### Problem to solve
Please output exactly the run of lines that starts at the line with "pub struct TracingLogger;" and ends at the last line of the records below.

----

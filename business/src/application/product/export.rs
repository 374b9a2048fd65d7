use std::sync::Arc;

use async_trait::async_trait;

use crate::domain::logger::Logger;
use crate::domain::product::errors::ProductError;
use crate::domain::product::model::CatalogRow;
use crate::domain::product::repository::ProductRepository;
use crate::domain::product::use_cases::export::{ExportCatalogParams, ExportCatalogUseCase};

pub struct ExportCatalogUseCaseImpl {
    pub repository: Arc<dyn ProductRepository>,
    pub logger: Arc<dyn Logger>,
}

#[async_trait]
impl ExportCatalogUseCase for ExportCatalogUseCaseImpl {
    async fn execute(&self, params: ExportCatalogParams) -> Result<Vec<CatalogRow>, ProductError> {
        self.logger
            .info(&format!("Exporting catalog (filter: {})", params.filter));

        let rows = self.repository.export_all(params.filter).await?;

        self.logger
            .info(&format!("Export produced {} rows", rows.len()));
        Ok(rows)
    }
}
use business::domain::logger::Logger;
use tracing::{debug, error, info, warn};

pub struct TracingLogger;

impl Logger for TracingLogger {
    fn info(&self, message: &str) {
        info!(target: "catalog", "{}", message);
    }
    fn warn(&self, message: &str) {
        warn!(target: "catalog", "{}", message);
    }
    fn error(&self, message: &str) {
        error!(target: "catalog", "{}", message);
    }
    fn debug(&self, message: &str) {
        debug!(target: "catalog", "{}", message);
    }
}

----

### Output for this exercise
pub struct TracingLogger;

impl Logger for TracingLogger {
    fn info(&self, message: &str) {
        info!(target: "catalog", "{}", message);
    }
    fn warn(&self, message: &str) {
        warn!(target: "catalog", "{}", message);
    }
    fn error(&self, message: &str) {
        error!(target: "catalog", "{}", message);
    }
    fn debug(&self, message: &str) {
        debug!(target: "catalog", "{}", message);
    }
}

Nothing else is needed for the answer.